Las primeras veces que me adentré en las estrechas calles de La Habana Vieja, tuve miedo. Uno es muy miedoso… e ingenuo. Con las turbulencias crecientes de los tiempos, la sensación quizás se alimenta, aunque resulta más probable que la costumbre la haga mutar y de pronto, de tanto andar las callejuelas de marras y recibir a sobreprecio hasta las sonrisas, de tanta espuela que la vida te pule, en vez de miedo sientas desesperanza y la desesperanza no es otra cosa, desde mi modesto punto, que un estatus sobredimensionado de la soledad.
Durante una de estas grisáceas tardes de invierno, tuve que salir en busca de medicamentos. Necesitar pastillas, de entrada, nunca es bueno y el acto de su captura, con aquello de «no, mi niño, están en falta», le da a la empresa un agregado de incertidumbre y molestia.
En efecto, en la farmacia que correspondía no encontré ninguno de los «antídotos» y la dependienta me dio algunas luces sobre posibles enclaves, donde quizás podría tener más suerte.
Justo antes de abandonar el sitio, la señora que hasta entonces esperaba turno preguntó quién tomaba una de las medicinas en casa. Le respondí y, con el rostro de quien intenta no parecer inmiscuida, comentó que tenía de esas, que había dejado de tomarlas y que, antes de que se vencieran en la gaveta, era mejor que las aprovechase algún necesitado.
–Te las regalo– dijo, al tiempo que la vendedora asentía y agregaba que dicho fármaco casi no entraba.
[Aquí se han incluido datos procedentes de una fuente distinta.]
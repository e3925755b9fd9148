use clap::{Parser, Subcommand};
use ferrous_route_domain::CliOverrides;
use ferrous_route_infrastructure::ResolverGraph;
use std::net::IpAddr;
use tracing::{error, info};

mod bootstrap;
mod query;

#[derive(Parser)]
#[command(name = "ferrous-route")]
#[command(version = "0.1.0")]
#[command(about = "Ferrous Route - rule-based DNS query dispatcher")]
struct Cli {
    /// Configuration file path
    #[arg(short = 'c', long, value_name = "FILE")]
    config: Option<String>,

    /// Log level (trace, debug, info, warn, error)
    #[arg(long)]
    log_level: Option<String>,

    /// Emit logs as JSON
    #[arg(long)]
    json_logs: bool,

    /// Resolver or router that receives queries first
    #[arg(long)]
    root: Option<String>,

    #[command(subcommand)]
    command: Command,
}

#[derive(Subcommand)]
enum Command {
    /// Validate the configuration and print the routing table
    Check,

    /// Resolve a single query through the configured routers
    Query {
        name: String,

        #[arg(default_value = "A")]
        record_type: String,

        #[arg(long, default_value = "IN")]
        class: String,

        /// Client address the query appears to come from
        #[arg(long, default_value = "127.0.0.1")]
        source: IpAddr,

        /// Print router counters as JSON afterwards
        #[arg(long)]
        metrics: bool,
    },
}

#[tokio::main]
async fn main() -> anyhow::Result<()> {
    let cli = Cli::parse();

    let cli_overrides = CliOverrides {
        log_level: cli.log_level.clone(),
        json_logs: cli.json_logs.then_some(true),
        root: cli.root.clone(),
    };

    let config = bootstrap::load_config(cli.config.as_deref(), cli_overrides)?;

    bootstrap::init_logging(&config);

    info!("Starting Ferrous Route v{}", env!("CARGO_PKG_VERSION"));

    let graph = ResolverGraph::build(&config).map_err(|e| {
        error!(error = %e, "Invalid routing configuration");
        anyhow::anyhow!(e)
    })?;

    match cli.command {
        Command::Check => {
            for router in graph.routers() {
                println!("router {}", router.id());
                for rule in router.rules() {
                    println!("  {} -> {}", rule, rule.target_name());
                }
            }
            println!("root {}", config.root);
            Ok(())
        }
        Command::Query {
            name,
            record_type,
            class,
            source,
            metrics,
        } => {
            let args = query::QueryArgs {
                name,
                record_type,
                class,
                source,
                metrics,
            };
            query::run(&graph, args).await
        }
    }
}
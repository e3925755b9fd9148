use super::codes::{self, WILDCARD};
use crate::ports::DnsResolver;
use fancy_regex::Regex;
use ferrous_route_domain::RuleError;
use ipnetwork::IpNetwork;
use std::fmt;
use std::net::IpAddr;
use std::str::FromStr;
use std::sync::Arc;

/// The parts of a query a rule looks at.
#[derive(Debug, Clone, Copy)]
pub struct RouteQuery<'a> {
    /// Presentation form of the question name, with the trailing dot for FQDNs.
    pub name: &'a str,
    pub record_type: u16,
    pub class: u16,
    pub source_ip: IpAddr,
}

/// A compiled routing rule bound to the resolver that handles its matches.
pub struct Rule {
    record_type: u16,
    class: u16,
    name: Regex,
    source: Option<IpNetwork>,
    target: Arc<dyn DnsResolver>,
    target_name: Arc<str>,
}

impl Rule {
    /// Validate and compile a rule. Type, class, pattern and source are
    /// checked in that order and the first failure is returned.
    pub fn new(
        name_pattern: &str,
        class: &str,
        record_type: &str,
        source: &str,
        target: Arc<dyn DnsResolver>,
    ) -> Result<Self, RuleError> {
        let record_type = codes::type_code(record_type)?;
        let class = codes::class_code(class)?;
        let name = Regex::new(name_pattern).map_err(|e| RuleError::BadPattern {
            pattern: name_pattern.to_string(),
            reason: e.to_string(),
        })?;
        let source = if source.is_empty() {
            None
        } else {
            Some(parse_cidr(source)?)
        };
        let target_name: Arc<str> = Arc::from(target.to_string());

        Ok(Self {
            record_type,
            class,
            name,
            source,
            target,
            target_name,
        })
    }

    #[inline]
    pub fn matches(&self, query: &RouteQuery<'_>) -> bool {
        if self.record_type != WILDCARD && self.record_type != query.record_type {
            return false;
        }
        if self.class != WILDCARD && self.class != query.class {
            return false;
        }
        if !self.name.is_match(query.name).unwrap_or(false) {
            return false;
        }
        match &self.source {
            Some(network) => network.contains(canonical_ip(query.source_ip)),
            None => true,
        }
    }

    /// True for the catch-all rule: no type and an empty name pattern.
    pub fn is_default(&self) -> bool {
        self.record_type == WILDCARD && self.name.as_str().is_empty()
    }

    /// A default rule that also has no class or source restriction.
    pub fn matches_everything(&self) -> bool {
        self.is_default() && self.class == WILDCARD && self.source.is_none()
    }

    pub fn describe(&self) -> String {
        if self.is_default() {
            return format!("default->{}", self.target_name);
        }
        format!(
            "{}:{}->{}",
            self.name.as_str(),
            codes::type_name(self.record_type),
            self.target_name
        )
    }

    pub fn target(&self) -> &Arc<dyn DnsResolver> {
        &self.target
    }

    pub fn target_name(&self) -> &Arc<str> {
        &self.target_name
    }
}

impl fmt::Display for Rule {
    fn fmt(&self, f: &mut fmt::Formatter<'_>) -> fmt::Result {
        f.write_str(&self.describe())
    }
}

impl fmt::Debug for Rule {
    fn fmt(&self, f: &mut fmt::Formatter<'_>) -> fmt::Result {
        let class = match self.class {
            WILDCARD => "*".to_string(),
            code => codes::class_name(code)
                .map(str::to_string)
                .unwrap_or_else(|| code.to_string()),
        };
        f.debug_struct("Rule")
            .field("name", &self.name.as_str())
            .field("type", &codes::type_name(self.record_type))
            .field("class", &class)
            .field("source", &self.source)
            .field("target", &self.target_name)
            .finish()
    }
}

/// IPv4-mapped IPv6 addresses (`::ffff:a.b.c.d`, as reported by dual-stack
/// sockets) are matched as the IPv4 address they carry.
fn canonical_ip(ip: IpAddr) -> IpAddr {
    match ip {
        IpAddr::V6(v6) => v6.to_ipv4_mapped().map(IpAddr::V4).unwrap_or(ip),
        ip => ip,
    }
}

fn parse_cidr(cidr: &str) -> Result<IpNetwork, RuleError> {
    if !cidr.contains('/') {
        return Err(RuleError::BadCidr {
            cidr: cidr.to_string(),
            reason: "CIDR must include prefix (e.g., 10.0.0.0/8)".to_string(),
        });
    }
    IpNetwork::from_str(cidr).map_err(|e| RuleError::BadCidr {
        cidr: cidr.to_string(),
        reason: e.to_string(),
    })
}
pub mod router;

pub use router::{Router, RouterBuilder, RouterMetrics, RouterMetricsSnapshot, Rule};
//! Mnemonic <-> wire code translation for rule matchers.
//!
//! Both directions come from one table of IANA resource record types, built
//! once on first use. Lookups are exact and case-sensitive. Classes use the
//! fixed set a rule may name.

use ferrous_route_domain::RuleError;
use std::collections::HashMap;
use std::sync::LazyLock;

/// Code stored in a rule whose type or class matches anything.
pub const WILDCARD: u16 = 0;

const RECORD_TYPES: [(&str, u16); 93] = [
    ("A", 1),
    ("NS", 2),
    ("MD", 3),
    ("MF", 4),
    ("CNAME", 5),
    ("SOA", 6),
    ("MB", 7),
    ("MG", 8),
    ("MR", 9),
    ("NULL", 10),
    ("WKS", 11),
    ("PTR", 12),
    ("HINFO", 13),
    ("MINFO", 14),
    ("MX", 15),
    ("TXT", 16),
    ("RP", 17),
    ("AFSDB", 18),
    ("X25", 19),
    ("ISDN", 20),
    ("RT", 21),
    ("NSAP", 22),
    ("NSAP-PTR", 23),
    ("SIG", 24),
    ("KEY", 25),
    ("PX", 26),
    ("GPOS", 27),
    ("AAAA", 28),
    ("LOC", 29),
    ("NXT", 30),
    ("EID", 31),
    ("NIMLOC", 32),
    ("SRV", 33),
    ("ATMA", 34),
    ("NAPTR", 35),
    ("KX", 36),
    ("CERT", 37),
    ("A6", 38),
    ("DNAME", 39),
    ("SINK", 40),
    ("OPT", 41),
    ("APL", 42),
    ("DS", 43),
    ("SSHFP", 44),
    ("IPSECKEY", 45),
    ("RRSIG", 46),
    ("NSEC", 47),
    ("DNSKEY", 48),
    ("DHCID", 49),
    ("NSEC3", 50),
    ("NSEC3PARAM", 51),
    ("TLSA", 52),
    ("SMIMEA", 53),
    ("HIP", 55),
    ("NINFO", 56),
    ("RKEY", 57),
    ("TALINK", 58),
    ("CDS", 59),
    ("CDNSKEY", 60),
    ("OPENPGPKEY", 61),
    ("CSYNC", 62),
    ("ZONEMD", 63),
    ("SVCB", 64),
    ("HTTPS", 65),
    ("DSYNC", 66),
    ("SPF", 99),
    ("UINFO", 100),
    ("UID", 101),
    ("GID", 102),
    ("UNSPEC", 103),
    ("NID", 104),
    ("L32", 105),
    ("L64", 106),
    ("LP", 107),
    ("EUI48", 108),
    ("EUI64", 109),
    ("NXNAME", 128),
    ("TKEY", 249),
    ("TSIG", 250),
    ("IXFR", 251),
    ("AXFR", 252),
    ("MAILB", 253),
    ("MAILA", 254),
    ("ANY", 255),
    ("URI", 256),
    ("CAA", 257),
    ("AVC", 258),
    ("DOA", 259),
    ("AMTRELAY", 260),
    ("RESINFO", 261),
    ("WALLET", 262),
    ("TA", 32768),
    ("DLV", 32769),
];

static TYPE_CODES: LazyLock<HashMap<&'static str, u16>> =
    LazyLock::new(|| RECORD_TYPES.iter().copied().collect());

static TYPE_NAMES: LazyLock<HashMap<u16, &'static str>> =
    LazyLock::new(|| RECORD_TYPES.iter().map(|&(name, code)| (code, name)).collect());

const CLASSES: [(&str, u16); 5] = [
    ("IN", 1),
    ("CH", 3),
    ("HS", 4),
    ("NONE", 254),
    ("ANY", 255),
];

pub fn type_code(mnemonic: &str) -> Result<u16, RuleError> {
    if mnemonic.is_empty() {
        return Ok(WILDCARD);
    }
    TYPE_CODES
        .get(mnemonic)
        .copied()
        .ok_or_else(|| RuleError::UnknownType(mnemonic.to_string()))
}

/// Mnemonic for a type code, `TYPE<n>` for codes without one.
pub fn type_name(code: u16) -> String {
    if code == WILDCARD {
        return "*".to_string();
    }
    match TYPE_NAMES.get(&code) {
        Some(name) => (*name).to_string(),
        None => format!("TYPE{}", code),
    }
}

pub fn class_code(mnemonic: &str) -> Result<u16, RuleError> {
    if mnemonic.is_empty() {
        return Ok(WILDCARD);
    }
    CLASSES
        .iter()
        .find(|(name, _)| *name == mnemonic)
        .map(|(_, code)| *code)
        .ok_or_else(|| RuleError::UnknownClass(mnemonic.to_string()))
}

pub fn class_name(code: u16) -> Option<&'static str> {
    CLASSES
        .iter()
        .find(|(_, c)| *c == code)
        .map(|(name, _)| *name)
}
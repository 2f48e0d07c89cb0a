use std::collections::BTreeMap;

use serde::ser::{Serialize, SerializeMap, Serializer};

// ---------------------------------------------------------------------------
// Pair labels
// ---------------------------------------------------------------------------

/// Wire names of the two sources in a comparison, in report order.
///
/// Fixed per operation: downstream consumers key on these provider
/// codenames.
#[derive(Debug, Clone, Copy, PartialEq, Eq)]
pub struct PairLabels {
    pub first: &'static str,
    pub second: &'static str,
}

pub const LATIN_CUSTODIAN: PairLabels = PairLabels { first: "latin", second: "argentina" };
pub const CUSTODIAN_BROKERAGE: PairLabels = PairLabels { first: "condor", second: "ibkr" };
pub const TRANSFER_CONTROL: PairLabels = PairLabels { first: "transfer", second: "control" };

// ---------------------------------------------------------------------------
// Report
// ---------------------------------------------------------------------------

/// Quantities for one symbol in the two compared sources.
#[derive(Debug, Clone, Copy, PartialEq)]
pub struct Discrepancy {
    pub first: f64,
    pub second: f64,
    pub delta: f64,
}

/// Per-symbol discrepancies between two sources.
///
/// A symbol the comparison visited can end up in exactly one of three
/// states: an entry (quantities differed), in `skipped` (a quantity failed
/// numeric coercion), or absent (quantities agreed, or the symbol fell
/// outside the comparison's key policy).
#[derive(Debug, Clone)]
pub struct DiscrepancyReport {
    pub labels: PairLabels,
    pub entries: BTreeMap<String, Discrepancy>,
    pub skipped: Vec<String>,
}

impl DiscrepancyReport {
    pub fn new(labels: PairLabels) -> Self {
        Self {
            labels,
            entries: BTreeMap::new(),
            skipped: Vec::new(),
        }
    }

    /// Record a compared pair. Zero deltas are dropped.
    pub(crate) fn record(&mut self, symbol: &str, first: f64, second: f64, delta: f64) {
        if delta != 0.0 {
            self.entries.insert(symbol.to_string(), Discrepancy { first, second, delta });
        }
    }

    pub(crate) fn skip(&mut self, symbol: &str) {
        self.skipped.push(symbol.to_string());
    }

    /// True when the two sources agreed on every compared symbol.
    pub fn is_clean(&self) -> bool {
        self.entries.is_empty()
    }

    pub fn len(&self) -> usize {
        self.entries.len()
    }

    pub fn is_empty(&self) -> bool {
        self.entries.is_empty()
    }
}

// ---------------------------------------------------------------------------
// Wire serialization
// ---------------------------------------------------------------------------

// The wire shape is the upstream contract:
//   { "<SYM>": { "Qty-<first>": q1, "Qty-<second>": q2, "Qty-diferencias": d } }
// with whole quantities emitted as JSON integers.

struct Qty(f64);

impl Serialize for Qty {
    fn serialize<S: Serializer>(&self, serializer: S) -> Result<S::Ok, S::Error> {
        if self.0.fract() == 0.0 && self.0.abs() < 1e15 {
            serializer.serialize_i64(self.0 as i64)
        } else {
            serializer.serialize_f64(self.0)
        }
    }
}

struct EntryWire {
    labels: PairLabels,
    entry: Discrepancy,
}

impl Serialize for EntryWire {
    fn serialize<S: Serializer>(&self, serializer: S) -> Result<S::Ok, S::Error> {
        let mut map = serializer.serialize_map(Some(3))?;
        map.serialize_entry(&format!("Qty-{}", self.labels.first), &Qty(self.entry.first))?;
        map.serialize_entry(&format!("Qty-{}", self.labels.second), &Qty(self.entry.second))?;
        map.serialize_entry("Qty-diferencias", &Qty(self.entry.delta))?;
        map.end()
    }
}

impl Serialize for DiscrepancyReport {
    fn serialize<S: Serializer>(&self, serializer: S) -> Result<S::Ok, S::Error> {
        let mut map = serializer.serialize_map(Some(self.entries.len()))?;
        for (symbol, entry) in &self.entries {
            map.serialize_entry(symbol, &EntryWire { labels: self.labels, entry: *entry })?;
        }
        map.end()
    }
}

#[cfg(test)]
mod tests {
    use super::*;

    #[test]
    fn zero_deltas_are_dropped() {
        let mut report = DiscrepancyReport::new(LATIN_CUSTODIAN);
        report.record("AAA", 10.0, 10.0, 0.0);
        report.record("BBB", 10.0, 12.0, 2.0);
        assert_eq!(report.len(), 1);
        assert!(report.entries.contains_key("BBB"));
    }

    #[test]
    fn wire_shape_uses_pair_labels() {
        let mut report = DiscrepancyReport::new(CUSTODIAN_BROKERAGE);
        report.record("ACME INC", 130.0, 100.0, 30.0);

        let json = serde_json::to_value(&report).unwrap();
        assert_eq!(
            json,
            serde_json::json!({
                "ACME INC": {
                    "Qty-condor": 130,
                    "Qty-ibkr": 100,
                    "Qty-diferencias": 30,
                }
            })
        );
    }

    #[test]
    fn whole_quantities_serialize_as_integers() {
        let mut report = DiscrepancyReport::new(TRANSFER_CONTROL);
        report.record("XYZ", 5.0, 7.5, -2.5);

        let json = serde_json::to_string(&report).unwrap();
        assert!(json.contains("\"Qty-transfer\":5"), "{json}");
        assert!(json.contains("\"Qty-control\":7.5"), "{json}");
        assert!(json.contains("\"Qty-diferencias\":-2.5"), "{json}");
    }
}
Las tardes de invierno en Belén son ruidosas. Desde los ventanales de la compañía de ballet español levita un adagio o sale disparado el percutir estridente del tacón en tabla. Los vendedores ambulantes pregonan y, casi al mismo tiempo, comparten cierto chisme con quien se acerca a comprar, que puede ser perfectamente el mismo de ayer o de mañana.
Triciclos edulcorados para el pasaje casi te «pisan» los talones antes de gritar «cuidado» o activar un claxon que pudo pertenecer en el pretérito lejano o reciente a cualquier medio de transporte. Las preguntas y los recados vuelan de extremo a extremo. Los perros «chinos» ladran y trotan con firmes pisadas que se escuchan y se sienten de tal forma, que dan la sensación de que te arañan el pecho. La carburación de los autos se entremezcla con el alarde juvenil ante el golpe seco de la frontenis que mancha y quiebra las paredes.
En medio de todo eso, en la farmacia, ella me dio su dirección y convidó a pasar «si quieres en un rato mismo». Explicó que iría un momento a la bodega y seguiría para la casa. Que el portón del edificio está abierto. Que subiera y llamase a Margarita, porque así se llama… como la flor.
Salí en busca de los otros centros dispensariales que la boticaria había recomendado. En el primero hallé uno de los medicamentos, en el segundo, nada. «Eso no lo hay».
En la Habana Vieja del «no lo hay»… hay de todo. Solo se ha de saber buscarlo, más que dónde, cómo. Con una tranquilidad espantosa, cualquiera se queja de lo dura que está la vida mientras te ofrece un limón pequeño sin una gota de zumo por cinco pesos o un nudo plástico de tubería por ochenta.
En la Habana Vieja los coleros y revendedores llaman a tu puerta y, cual si estuvieran «tirando un salve», ofertan a precio duplicado, o más, lo que en las tiendas «vuela». He visto carteles que ofrecen, literalmente, dónde caerse muerto y, tras cualquier puerta mal cerrada, asoman muestrarios de condones, íntimas, champú, caramelos, chocolates, velas… «La cosa está mala», insisten, como si uno acabara de llegar de otro planeta o no se enterase a cada paso.
Encontré el número del edificio, empujé el portón, subí y medio que grité el nombre. Margarita salió al instante. Sacó seis cajas y se afanó en hallar la fecha de vencimiento, como si en ello le fuese la honra. «Aquí dice 2021, mira. Yo las estaba tomando pero el médico me las quitó».
–No sé cómo agradecerle– atiné a decir y, después del «no hay de qué», bajé hacia la calle pensando en que si acaso a alguien se le perdiese la bondad, podría ir a recogerla en Obrapía, entre Aguacate y Compostela, Habana Vieja, La Habana, Cuba, justo donde una extraña me quitó de encima una tristísima carga de desesperanza o, mejor dicho, me hizo sospechar que no estoy solo.